I’m buried in 5km race pain. But I keep at it. I’m sure that I am running 4:00/km and that I am way off goal pace but I gotta keep at it or I will be more off. Nick’s coaching voice is getting more demanding and authoritative.
Split rings: 3:37.9. Damn, I am DOING IT! That’s not 4:00/km at all!
4km + 5km: The 4th km has the 200m hill next to the Discovery Centre. I see it. It appears to have grown into a mountain but I can’t assign any value to it, I just run. I know the words “mamba” and my child’s “never give up” drifted across the screen of my race brain though I don’t think I necessarily conjured them up. Dave says something helpful to me on the hill, the first thing I register him saying. It helps. I am unable to hold onto what it was.
Turn left, back into Hammer territory. Taxi angry with runner on road. Nick yells me onto sidewalk. Here is where I think Dave’s bike file of 4.99km no longer matches my 5.01km.
Now it feels like Nick is just peppering me with demands: get up there, Erin! Go now, Erin! Get in it, Erin! Harder, Erin! Drive your arms, Erin! Open up, Erin! I can’t figure out if I am running well, running on pace or not so I just do the things he demands in his increasingly frantic coach voice. I only know what he was saying because it’s captured for all time on the video footage he took! He keeps hammering at me, HOW BAD DO YOU WANT IT, ERIN?? 400m, Erin, GO NOW! 100m Erin, you KNOW WHAT TO DO!
I see Ian and Alan finish. Oh lord, I didn’t think before hand about what I do, run to where they finish or stop when my watch beeps 5km???
My watch beeps 5km. My body makes the decision for me. It stops.
Nick says, “YESSSS!” In a good way.
I hang on the fence.
When the stars clear, I see it:
18:05.
Actually 18:02.6 due to the seconds elapsed to hit stop.
18:02.6.
A season’s best and my fastest non-COVID-Time-Trial-Made-Up-Race ever.
When I thought I was running 4:00/kms for the last 2 kms, I put up splits of 3:36.2 and 3:38.6.
It was the dream athlete experience.
Again guys, thank you so sincerely from the bottom of my athlete heart. Alan ran a PB of 17:50 and Michael’s 18:44 was a PB too.
At the time, it seemed like all of Nick’s orders were to be fiercer, faster, do better. When I watched his video footage, there were many versions of “good job” in there too. Fascinating that I didn’t hear any of those in favour of just the demands. Probably because I needed the demands.
Thank you to the Hammers who offered cheers during warm ups, Ally, Allison, Meghan F, Greg W and crew plus Gavin while doing his own time trial.
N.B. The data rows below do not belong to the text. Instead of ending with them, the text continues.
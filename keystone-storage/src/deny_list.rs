//! Token deny list.
//!
//! Revoked tokens are recorded as existence-only keys
//! (`token:blacklist:<token>`) that expire when the token itself would
//! have. The gate [`DenyListGuard::is_denied`] fails closed: if the cache
//! cannot answer, the token is treated as revoked.

use std::sync::Arc;
use std::time::Duration;

use chrono::{DateTime, Utc};
use keystone_core::CacheError;

use crate::cache::{deny_list_key, CacheResult, CacheStore};

/// Value stored under deny-list keys. Only presence matters.
const DENIED_MARKER: &[u8] = b"1";

/// Existence-only revocation list for bearer tokens.
pub struct DenyListGuard<C: ?Sized> {
    cache: Arc<C>,
    timeout: Duration,
}

impl<C: CacheStore + ?Sized> DenyListGuard<C> {
    pub fn new(cache: Arc<C>, timeout: Duration) -> Self {
        Self { cache, timeout }
    }

    /// Deny `token` for its remaining lifetime.
    ///
    /// A zero lifetime is a no-op: the token is already dead.
    pub async fn add(&self, token: &str, remaining: Duration) -> CacheResult<()> {
        if remaining.is_zero() {
            tracing::debug!("Token already expired, not adding to deny list");
            return Ok(());
        }
        let key = deny_list_key(token);
        self.bounded("set", self.cache.set(&key, DENIED_MARKER, Some(remaining)))
            .await
    }

    /// Deny `token` until its absolute expiry time.
    pub async fn add_until(&self, token: &str, expires_at: DateTime<Utc>) -> CacheResult<()> {
        let remaining = (expires_at - Utc::now()).to_std().unwrap_or(Duration::ZERO);
        self.add(token, remaining).await
    }

    /// Whether `token` is on the deny list. Cache errors are returned.
    pub async fn contains(&self, token: &str) -> CacheResult<bool> {
        let key = deny_list_key(token);
        self.bounded("exists", self.cache.exists(&key)).await
    }

    /// Authorization gate: `true` if the token must be rejected.
    ///
    /// Lookup failures deny.
    pub async fn is_denied(&self, token: &str) -> bool {
        match self.contains(token).await {
            Ok(denied) => denied,
            Err(e) => {
                tracing::warn!(error = %e, "Deny list lookup failed, rejecting token");
                true
            }
        }
    }

    async fn bounded<T, F>(&self, operation: &'static str, fut: F) -> CacheResult<T>
    where
        F: std::future::Future<Output = CacheResult<T>>,
    {
        match tokio::time::timeout(self.timeout, fut).await {
            Ok(result) => result,
            Err(_) => Err(CacheError::Timeout {
                operation: operation.to_string(),
                after: self.timeout,
            }),
        }
    }
}
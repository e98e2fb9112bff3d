//! Cache store traits and the atomic script slot.
//!
//! This module defines the contract every cache backend implements and the
//! [`AtomicScript`] abstraction used for multi-step check-and-mutate
//! operations that must not interleave with other callers.

use std::time::Duration;

use async_trait::async_trait;
use keystone_core::CacheError;

/// Result type for cache operations.
pub type CacheResult<T> = Result<T, CacheError>;

/// Remaining lifetime of a key.
#[derive(Debug, Clone, Copy, PartialEq, Eq)]
pub enum KeyTtl {
    /// The key does not exist (or has expired).
    Missing,
    /// The key exists and never expires.
    Persistent,
    /// The key exists and expires after the given duration.
    Expires(Duration),
}

/// Key-value cache with per-key TTL and atomic script execution.
///
/// Implementations must be safe to share across tasks. Expired keys must be
/// indistinguishable from absent keys on every method.
///
/// # Atomicity
///
/// [`run_script`](CacheStore::run_script) must run the script while holding
/// exclusive access to the key: no other `set`, `delete` or script on the
/// same key may observe or change it between the script's read and the
/// write-back of its result.
#[async_trait]
pub trait CacheStore: Send + Sync {
    /// Get the value stored at `key`.
    async fn get(&self, key: &str) -> CacheResult<Option<Vec<u8>>>;

    /// Store `value` at `key`, replacing any previous value.
    ///
    /// `ttl = None` stores the key without expiry. A zero TTL removes the key.
    async fn set(&self, key: &str, value: &[u8], ttl: Option<Duration>) -> CacheResult<()>;

    /// Delete `key`. Returns whether a live key was removed.
    async fn delete(&self, key: &str) -> CacheResult<bool>;

    /// Check whether `key` exists.
    async fn exists(&self, key: &str) -> CacheResult<bool>;

    /// Remaining lifetime of `key`.
    async fn ttl(&self, key: &str) -> CacheResult<KeyTtl>;

    /// Run `script` atomically against `key`, returning its result code.
    async fn run_script(&self, key: &str, script: &dyn AtomicScript) -> CacheResult<i64>;
}

#[async_trait]
impl<T: CacheStore + ?Sized> CacheStore for std::sync::Arc<T> {
    async fn get(&self, key: &str) -> CacheResult<Option<Vec<u8>>> {
        (**self).get(key).await
    }

    async fn set(&self, key: &str, value: &[u8], ttl: Option<Duration>) -> CacheResult<()> {
        (**self).set(key, value, ttl).await
    }

    async fn delete(&self, key: &str) -> CacheResult<bool> {
        (**self).delete(key).await
    }

    async fn exists(&self, key: &str) -> CacheResult<bool> {
        (**self).exists(key).await
    }

    async fn ttl(&self, key: &str) -> CacheResult<KeyTtl> {
        (**self).ttl(key).await
    }

    async fn run_script(&self, key: &str, script: &dyn AtomicScript) -> CacheResult<i64> {
        (**self).run_script(key, script).await
    }
}

/// A multi-step operation executed by the cache as one indivisible unit.
///
/// The backend loads the current state of the key into a [`ScriptSlot`],
/// calls [`run`](AtomicScript::run), and persists whatever the script wrote
/// to the slot before releasing the key.
pub trait AtomicScript: Send + Sync {
    /// Stable script identifier, used in logs and errors.
    fn name(&self) -> &'static str;

    /// Execute against the slot and return an integer result code.
    fn run(&self, slot: &mut ScriptSlot) -> i64;
}

/// TTL handling for a script write.
#[derive(Debug, Clone, Copy, PartialEq, Eq)]
pub enum TtlUpdate {
    /// Keep whatever expiry the key already had.
    Keep,
    /// Expire after the given duration.
    Expire(Duration),
    /// Remove any expiry.
    Persist,
}

/// Pending write produced by a script.
#[derive(Debug, Clone, PartialEq, Eq)]
pub enum SlotWrite {
    Set { value: Vec<u8>, ttl: TtlUpdate },
    Delete,
}

/// View of a single key handed to an [`AtomicScript`].
#[derive(Debug, Clone, Default)]
pub struct ScriptSlot {
    value: Option<Vec<u8>>,
    ttl: Option<Duration>,
    write: Option<SlotWrite>,
}

impl ScriptSlot {
    /// Slot for a key that does not exist.
    pub fn empty() -> Self {
        Self::default()
    }

    /// Slot for an existing key with its remaining TTL (`None` = no expiry).
    pub fn loaded(value: Vec<u8>, ttl: Option<Duration>) -> Self {
        Self {
            value: Some(value),
            ttl,
            write: None,
        }
    }

    pub fn exists(&self) -> bool {
        self.value.is_some()
    }

    pub fn value(&self) -> Option<&[u8]> {
        self.value.as_deref()
    }

    /// Remaining TTL of the key; `None` when absent or without expiry.
    pub fn ttl(&self) -> Option<Duration> {
        self.ttl
    }

    /// Replace the value and expiry (`None` = no expiry).
    pub fn set(&mut self, value: Vec<u8>, ttl: Option<Duration>) {
        let update = match ttl {
            Some(ttl) => TtlUpdate::Expire(ttl),
            None => TtlUpdate::Persist,
        };
        self.ttl = ttl;
        self.value = Some(value.clone());
        self.write = Some(SlotWrite::Set {
            value,
            ttl: update,
        });
    }

    /// Replace the value, keeping the current expiry.
    pub fn set_keep_ttl(&mut self, value: Vec<u8>) {
        self.value = Some(value.clone());
        self.write = Some(SlotWrite::Set {
            value,
            ttl: TtlUpdate::Keep,
        });
    }

    /// Remove the key.
    pub fn delete(&mut self) {
        self.value = None;
        self.ttl = None;
        self.write = Some(SlotWrite::Delete);
    }

    /// The write the backend must persist, if any.
    pub fn into_write(self) -> Option<SlotWrite> {
        self.write
    }
}
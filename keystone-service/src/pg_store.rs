//! PostgreSQL Durable Store
//!
//! One table per entity kind, named by `EntityKind::table_name`. Control
//! columns are real columns; the payload is a `jsonb` document. Creating the
//! tables is left to migrations outside this crate.

use std::marker::PhantomData;

use async_trait::async_trait;
use deadpool_postgres::Pool;
use keystone_core::{FieldPatch, Payload, Record, RecordId, RecordStatus, StoreError, Timestamp};
use keystone_storage::{DurableStore, StoreResult};
use serde_json::Value as JsonValue;
use tokio_postgres::error::SqlState;
use tokio_postgres::Row;

use crate::db::{driver_error, pool_error};

const COLUMNS: &str =
    "id, version, creator, modifier, status, sort, remark, created_at, updated_at, payload";

/// [`DurableStore`] backed by a PostgreSQL table.
pub struct PgDurableStore<P> {
    pool: Pool,
    table: &'static str,
    _payload: PhantomData<fn() -> P>,
}

impl<P> Clone for PgDurableStore<P> {
    fn clone(&self) -> Self {
        Self {
            pool: self.pool.clone(),
            table: self.table,
            _payload: PhantomData,
        }
    }
}

impl<P: Payload> PgDurableStore<P> {
    pub fn new(pool: Pool) -> Self {
        Self {
            pool,
            table: P::kind().table_name(),
            _payload: PhantomData,
        }
    }

    pub fn table(&self) -> &'static str {
        self.table
    }

    async fn get_conn(&self) -> StoreResult<deadpool_postgres::Object> {
        self.pool.get().await.map_err(pool_error)
    }

    fn insert_sql(&self) -> String {
        format!(
            "INSERT INTO {} ({}) VALUES ($1, $2, $3, $4, $5, $6, $7, $8, $9, $10)",
            self.table, COLUMNS
        )
    }

    fn select_sql(&self) -> String {
        format!("SELECT {} FROM {} WHERE id = $1", COLUMNS, self.table)
    }

    /// The whole optimistic update is this one statement; `version = $2`
    /// is the guard.
    fn update_sql(&self) -> String {
        format!(
            "UPDATE {} SET version = version + 1, modifier = $3, updated_at = $4, \
             status = COALESCE($5, status), sort = COALESCE($6, sort), \
             remark = COALESCE($7, remark), payload = payload || $8::jsonb \
             WHERE id = $1 AND version = $2 RETURNING payload",
            self.table
        )
    }

    fn corrupt(id: &RecordId, reason: impl ToString) -> StoreError {
        StoreError::CorruptRow {
            kind: P::kind(),
            id: id.clone(),
            reason: reason.to_string(),
        }
    }

    fn decode_row(&self, id: &RecordId, row: &Row) -> StoreResult<Record<P>> {
        let status: i16 = row.try_get("status").map_err(|e| Self::corrupt(id, e))?;
        let payload: JsonValue = row.try_get("payload").map_err(|e| Self::corrupt(id, e))?;

        Ok(Record {
            id: RecordId::new(row.try_get::<_, String>("id").map_err(|e| Self::corrupt(id, e))?),
            version: row.try_get("version").map_err(|e| Self::corrupt(id, e))?,
            creator: row.try_get("creator").map_err(|e| Self::corrupt(id, e))?,
            modifier: row.try_get("modifier").map_err(|e| Self::corrupt(id, e))?,
            status: RecordStatus::from_i16(status).map_err(|e| Self::corrupt(id, e))?,
            sort: row.try_get("sort").map_err(|e| Self::corrupt(id, e))?,
            remark: row.try_get("remark").map_err(|e| Self::corrupt(id, e))?,
            created_at: row.try_get("created_at").map_err(|e| Self::corrupt(id, e))?,
            updated_at: row.try_get("updated_at").map_err(|e| Self::corrupt(id, e))?,
            payload: serde_json::from_value(payload).map_err(|e| Self::corrupt(id, e))?,
        })
    }
}

/// Check that a merged payload still decodes and kept every patched field.
///
/// Unknown fields survive the jsonb merge but vanish when decoded, which is
/// how they are detected.
fn validate_merged<P: Payload>(merged: JsonValue, patch: &FieldPatch) -> Result<(), String> {
    let decoded: P = serde_json::from_value(merged).map_err(|e| e.to_string())?;
    let reencoded = serde_json::to_value(&decoded).map_err(|e| e.to_string())?;
    for field in patch.payload.keys() {
        if reencoded.get(field).is_none() {
            return Err(format!("unknown {} field {}", P::kind(), field));
        }
    }
    Ok(())
}

#[async_trait]
impl<P: Payload> DurableStore<P> for PgDurableStore<P> {
    async fn insert(&self, record: &Record<P>) -> StoreResult<()> {
        let payload = serde_json::to_value(&record.payload).map_err(|e| StoreError::Backend {
            reason: format!("payload serialization failed: {}", e),
        })?;
        let conn = self.get_conn().await?;

        let result = conn
            .execute(
                self.insert_sql().as_str(),
                &[
                    &record.id.as_str(),
                    &record.version,
                    &record.creator,
                    &record.modifier,
                    &record.status.as_i16(),
                    &record.sort,
                    &record.remark,
                    &record.created_at,
                    &record.updated_at,
                    &payload,
                ],
            )
            .await;

        match result {
            Ok(_) => Ok(()),
            Err(e) if e.code() == Some(&SqlState::UNIQUE_VIOLATION) => Err(StoreError::Duplicate {
                kind: P::kind(),
                id: record.id.clone(),
            }),
            Err(e) => Err(driver_error(e)),
        }
    }

    async fn find_by_id(&self, id: &RecordId) -> StoreResult<Option<Record<P>>> {
        let conn = self.get_conn().await?;
        let row = conn
            .query_opt(self.select_sql().as_str(), &[&id.as_str()])
            .await
            .map_err(driver_error)?;

        row.map(|row| self.decode_row(id, &row)).transpose()
    }

    async fn conditional_update(
        &self,
        id: &RecordId,
        expected_version: i64,
        patch: &FieldPatch,
        modifier: &str,
        at: Timestamp,
    ) -> StoreResult<u64> {
        let status = patch.status.map(|s| s.as_i16());
        let fields = JsonValue::Object(patch.payload.clone());

        let mut conn = self.get_conn().await?;
        let tx = conn.transaction().await.map_err(driver_error)?;

        let row = tx
            .query_opt(
                self.update_sql().as_str(),
                &[
                    &id.as_str(),
                    &expected_version,
                    &modifier,
                    &at,
                    &status,
                    &patch.sort,
                    &patch.remark,
                    &fields,
                ],
            )
            .await
            .map_err(driver_error)?;

        let Some(row) = row else {
            // Nothing matched; dropping the transaction rolls it back.
            return Ok(0);
        };

        let merged: JsonValue = row.try_get(0).map_err(|e| Self::corrupt(id, e))?;
        if let Err(reason) = validate_merged::<P>(merged, patch) {
            tx.rollback().await.map_err(driver_error)?;
            return Err(StoreError::InvalidPatch {
                kind: P::kind(),
                reason,
            });
        }

        tx.commit().await.map_err(driver_error)?;
        Ok(1)
    }

    async fn exists(&self, id: &RecordId) -> StoreResult<bool> {
        let conn = self.get_conn().await?;
        let sql = format!("SELECT EXISTS(SELECT 1 FROM {} WHERE id = $1)", self.table);
        let row = conn
            .query_one(sql.as_str(), &[&id.as_str()])
            .await
            .map_err(driver_error)?;
        row.try_get(0).map_err(|e| Self::corrupt(id, e))
    }

    async fn delete(&self, id: &RecordId) -> StoreResult<u64> {
        let conn = self.get_conn().await?;
        let sql = format!("DELETE FROM {} WHERE id = $1", self.table);
        conn.execute(sql.as_str(), &[&id.as_str()])
            .await
            .map_err(driver_error)
    }
}
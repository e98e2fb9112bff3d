//! Encoding of entity cache entries, including the negative sentinel.

use keystone_core::CacheError;
use serde::{de::DeserializeOwned, Serialize};

/// Marker stored in place of a value when the durable store has no record.
///
/// Positive entries are JSON objects and always start with `{`, so the
/// marker cannot be mistaken for a serialized record.
pub const NOT_FOUND_SENTINEL: &[u8] = b"not_found";

/// Decoded content of an entity cache key.
#[derive(Debug, Clone, PartialEq)]
pub enum CachedValue<T> {
    /// The record, as last read from the durable store.
    Present(T),
    /// The durable store had no record for this id.
    Absent,
}

impl<T> CachedValue<T>
where
    T: Serialize + DeserializeOwned,
{
    /// Serialize for storage.
    pub fn encode(&self) -> Result<Vec<u8>, CacheError> {
        match self {
            CachedValue::Present(value) => {
                serde_json::to_vec(value).map_err(|e| CacheError::Serialization {
                    reason: e.to_string(),
                })
            }
            CachedValue::Absent => Ok(NOT_FOUND_SENTINEL.to_vec()),
        }
    }

    /// Deserialize bytes read from the cache.
    pub fn decode(bytes: &[u8]) -> Result<Self, CacheError> {
        if bytes == NOT_FOUND_SENTINEL {
            return Ok(CachedValue::Absent);
        }
        serde_json::from_slice(bytes)
            .map(CachedValue::Present)
            .map_err(|e| CacheError::Serialization {
                reason: e.to_string(),
            })
    }

    /// Convert into an `Option`, mapping the sentinel to `None`.
    pub fn into_option(self) -> Option<T> {
        match self {
            CachedValue::Present(value) => Some(value),
            CachedValue::Absent => None,
        }
    }

    pub fn is_absent(&self) -> bool {
        matches!(self, CachedValue::Absent)
    }
}
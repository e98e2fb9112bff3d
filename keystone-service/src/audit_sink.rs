//! Audit sinks drained by the audit worker.

use async_trait::async_trait;
use deadpool_postgres::Pool;
use keystone_core::StoreError;
use keystone_storage::{AuditRecord, AuditSink};

use crate::constants::AUDIT_TABLE;
use crate::db::{driver_error, pool_error};

/// Writes audit records into `sys_audit_log`.
#[derive(Clone)]
pub struct PgAuditSink {
    pool: Pool,
}

impl PgAuditSink {
    pub fn new(pool: Pool) -> Self {
        Self { pool }
    }
}

#[async_trait]
impl AuditSink for PgAuditSink {
    async fn write(&self, record: &AuditRecord) -> Result<(), StoreError> {
        let conn = self.pool.get().await.map_err(pool_error)?;
        let sql = format!(
            "INSERT INTO {} (at, actor, kind, entity_id, action, outcome) \
             VALUES ($1, $2, $3, $4, $5, $6)",
            AUDIT_TABLE
        );
        conn.execute(
            sql.as_str(),
            &[
                &record.at,
                &record.actor,
                &record.kind.as_str(),
                &record.entity_id.as_str(),
                &record.action.as_str(),
                &record.outcome.as_str(),
            ],
        )
        .await
        .map_err(driver_error)?;
        Ok(())
    }
}

/// Emits audit records as structured log events.
#[derive(Debug, Clone, Copy, Default)]
pub struct TracingAuditSink;

#[async_trait]
impl AuditSink for TracingAuditSink {
    async fn write(&self, record: &AuditRecord) -> Result<(), StoreError> {
        tracing::info!(
            target: "keystone::audit",
            at = %record.at,
            actor = %record.actor,
            kind = %record.kind,
            entity_id = %record.entity_id,
            action = record.action.as_str(),
            outcome = record.outcome.as_str(),
            "audit"
        );
        Ok(())
    }
}

#[cfg(test)]
mod tests {
    use super::*;
    use keystone_core::{AuditAction, EntityKind, RecordId};
    use keystone_storage::AuditOutcome;

    #[tokio::test]
    async fn test_tracing_sink_never_fails() {
        let record = AuditRecord::new(
            "admin",
            EntityKind::Dept,
            &RecordId::new("d1"),
            AuditAction::Delete,
            AuditOutcome::NotFound,
        );
        assert!(TracingAuditSink.write(&record).await.is_ok());
    }

    #[tokio::test]
    async fn test_pg_sink_reports_unreachable_database() {
        let pool = crate::db::DbConfig {
            port: 1,
            timeout: std::time::Duration::from_millis(200),
            ..Default::default()
        }
        .create_pool()
        .unwrap();
        let record = AuditRecord::new(
            "admin",
            EntityKind::User,
            &RecordId::new("u1"),
            AuditAction::Create,
            AuditOutcome::Success,
        );
        let err = PgAuditSink::new(pool).write(&record).await.unwrap_err();
        assert!(matches!(err, StoreError::Unavailable { .. }));
    }
}
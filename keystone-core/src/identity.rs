//! Identity types for Keystone records

use chrono::{DateTime, Utc};
use serde::{Deserialize, Serialize};
use std::fmt;
use uuid::Uuid;

/// Timestamp type using UTC timezone.
pub type Timestamp = DateTime<Utc>;

/// Identifier of the principal acting on a record (creator / modifier).
pub type ActorId = String;

/// Record identifier.
///
/// Generated once at creation and never reassigned. New identifiers are
/// UUIDv7 rendered in simple (dash-less) hex, so they sort by creation time.
/// Identifiers loaded from storage are accepted as-is.
#[derive(Debug, Clone, PartialEq, Eq, Hash, PartialOrd, Ord, Serialize, Deserialize)]
#[serde(transparent)]
pub struct RecordId(String);

impl RecordId {
    /// Generate a fresh, timestamp-sortable identifier.
    pub fn generate() -> Self {
        Self(Uuid::now_v7().simple().to_string())
    }

    /// Wrap an existing identifier.
    pub fn new(id: impl Into<String>) -> Self {
        Self(id.into())
    }

    /// Borrow the identifier as a string slice.
    pub fn as_str(&self) -> &str {
        &self.0
    }

    /// Consume the wrapper, returning the inner string.
    pub fn into_inner(self) -> String {
        self.0
    }
}

impl fmt::Display for RecordId {
    fn fmt(&self, f: &mut fmt::Formatter<'_>) -> fmt::Result {
        f.write_str(&self.0)
    }
}

impl From<&str> for RecordId {
    fn from(s: &str) -> Self {
        Self(s.to_string())
    }
}

impl From<String> for RecordId {
    fn from(s: String) -> Self {
        Self(s)
    }
}

impl AsRef<str> for RecordId {
    fn as_ref(&self) -> &str {
        &self.0
    }
}
//! In-process cache backend.
//!
//! Entries live in a [`DashMap`]; expiry deadlines use the tokio clock so
//! tests can drive TTLs with a paused runtime. Expired entries behave as
//! absent on every operation and are removed lazily, or in bulk through
//! [`MemoryCacheStore::purge_expired`].
//!
//! Scripts run inside the map's entry API, which holds the shard lock for
//! the key until the script's write has been applied.

use std::time::Duration;

use async_trait::async_trait;
use dashmap::mapref::entry::Entry;
use dashmap::DashMap;
use tokio::time::Instant;

use super::traits::{AtomicScript, CacheResult, CacheStore, KeyTtl, ScriptSlot, SlotWrite, TtlUpdate};

#[derive(Debug, Clone)]
struct MemoryEntry {
    value: Vec<u8>,
    expires_at: Option<Instant>,
}

impl MemoryEntry {
    fn is_expired(&self, now: Instant) -> bool {
        self.expires_at.is_some_and(|deadline| deadline <= now)
    }

    fn remaining(&self, now: Instant) -> Option<Duration> {
        self.expires_at
            .map(|deadline| deadline.saturating_duration_since(now))
    }
}

/// Cache store backed by a concurrent hash map.
#[derive(Debug, Default)]
pub struct MemoryCacheStore {
    entries: DashMap<String, MemoryEntry>,
}

impl MemoryCacheStore {
    pub fn new() -> Self {
        Self::default()
    }

    /// Remove every expired entry. Returns how many were removed.
    pub fn purge_expired(&self) -> usize {
        let now = Instant::now();
        let before = self.entries.len();
        self.entries.retain(|_, entry| !entry.is_expired(now));
        before.saturating_sub(self.entries.len())
    }

    /// Number of stored entries, including expired ones not yet purged.
    pub fn len(&self) -> usize {
        self.entries.len()
    }

    pub fn is_empty(&self) -> bool {
        self.entries.is_empty()
    }

    fn live(&self, key: &str) -> Option<MemoryEntry> {
        let now = Instant::now();
        let entry = self.entries.get(key)?.clone();
        if entry.is_expired(now) {
            self.entries.remove_if(key, |_, e| e.is_expired(now));
            return None;
        }
        Some(entry)
    }
}

#[async_trait]
impl CacheStore for MemoryCacheStore {
    async fn get(&self, key: &str) -> CacheResult<Option<Vec<u8>>> {
        Ok(self.live(key).map(|entry| entry.value))
    }

    async fn set(&self, key: &str, value: &[u8], ttl: Option<Duration>) -> CacheResult<()> {
        if ttl == Some(Duration::ZERO) {
            self.entries.remove(key);
            return Ok(());
        }
        let entry = MemoryEntry {
            value: value.to_vec(),
            expires_at: ttl.map(|ttl| Instant::now() + ttl),
        };
        self.entries.insert(key.to_string(), entry);
        Ok(())
    }

    async fn delete(&self, key: &str) -> CacheResult<bool> {
        let now = Instant::now();
        Ok(self
            .entries
            .remove(key)
            .is_some_and(|(_, entry)| !entry.is_expired(now)))
    }

    async fn exists(&self, key: &str) -> CacheResult<bool> {
        Ok(self.live(key).is_some())
    }

    async fn ttl(&self, key: &str) -> CacheResult<KeyTtl> {
        let now = Instant::now();
        Ok(match self.live(key) {
            None => KeyTtl::Missing,
            Some(entry) => match entry.remaining(now) {
                None => KeyTtl::Persistent,
                Some(remaining) => KeyTtl::Expires(remaining),
            },
        })
    }

    async fn run_script(&self, key: &str, script: &dyn AtomicScript) -> CacheResult<i64> {
        let now = Instant::now();

        match self.entries.entry(key.to_string()) {
            Entry::Occupied(mut occupied) => {
                let current = occupied.get().clone();
                let mut slot = if current.is_expired(now) {
                    ScriptSlot::empty()
                } else {
                    ScriptSlot::loaded(current.value.clone(), current.remaining(now))
                };
                let code = script.run(&mut slot);

                match slot.into_write() {
                    Some(SlotWrite::Set { value, ttl }) => {
                        let expires_at = match ttl {
                            TtlUpdate::Keep if current.is_expired(now) => None,
                            TtlUpdate::Keep => current.expires_at,
                            TtlUpdate::Expire(ttl) => Some(now + ttl),
                            TtlUpdate::Persist => None,
                        };
                        occupied.insert(MemoryEntry { value, expires_at });
                    }
                    Some(SlotWrite::Delete) => {
                        occupied.remove();
                    }
                    None if current.is_expired(now) => {
                        occupied.remove();
                    }
                    None => {}
                }
                Ok(code)
            }
            Entry::Vacant(vacant) => {
                let mut slot = ScriptSlot::empty();
                let code = script.run(&mut slot);

                if let Some(SlotWrite::Set { value, ttl }) = slot.into_write() {
                    let expires_at = match ttl {
                        TtlUpdate::Expire(ttl) => Some(now + ttl),
                        TtlUpdate::Keep | TtlUpdate::Persist => None,
                    };
                    vacant.insert(MemoryEntry { value, expires_at });
                }
                Ok(code)
            }
        }
    }
}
Thank you to my Love Training More athlete Kimberley who came to cheer. You added more memories to this dream experience.
The window for the 5km Championships closes Sept 11. I look forward to seeing the final results. I may or may not have the slowest time in the Elite Field and that is 100% ok with me. I made it into the Elite Field.
This was the dream.
And then you dream bigger. 17:xx on the clock, see you next season!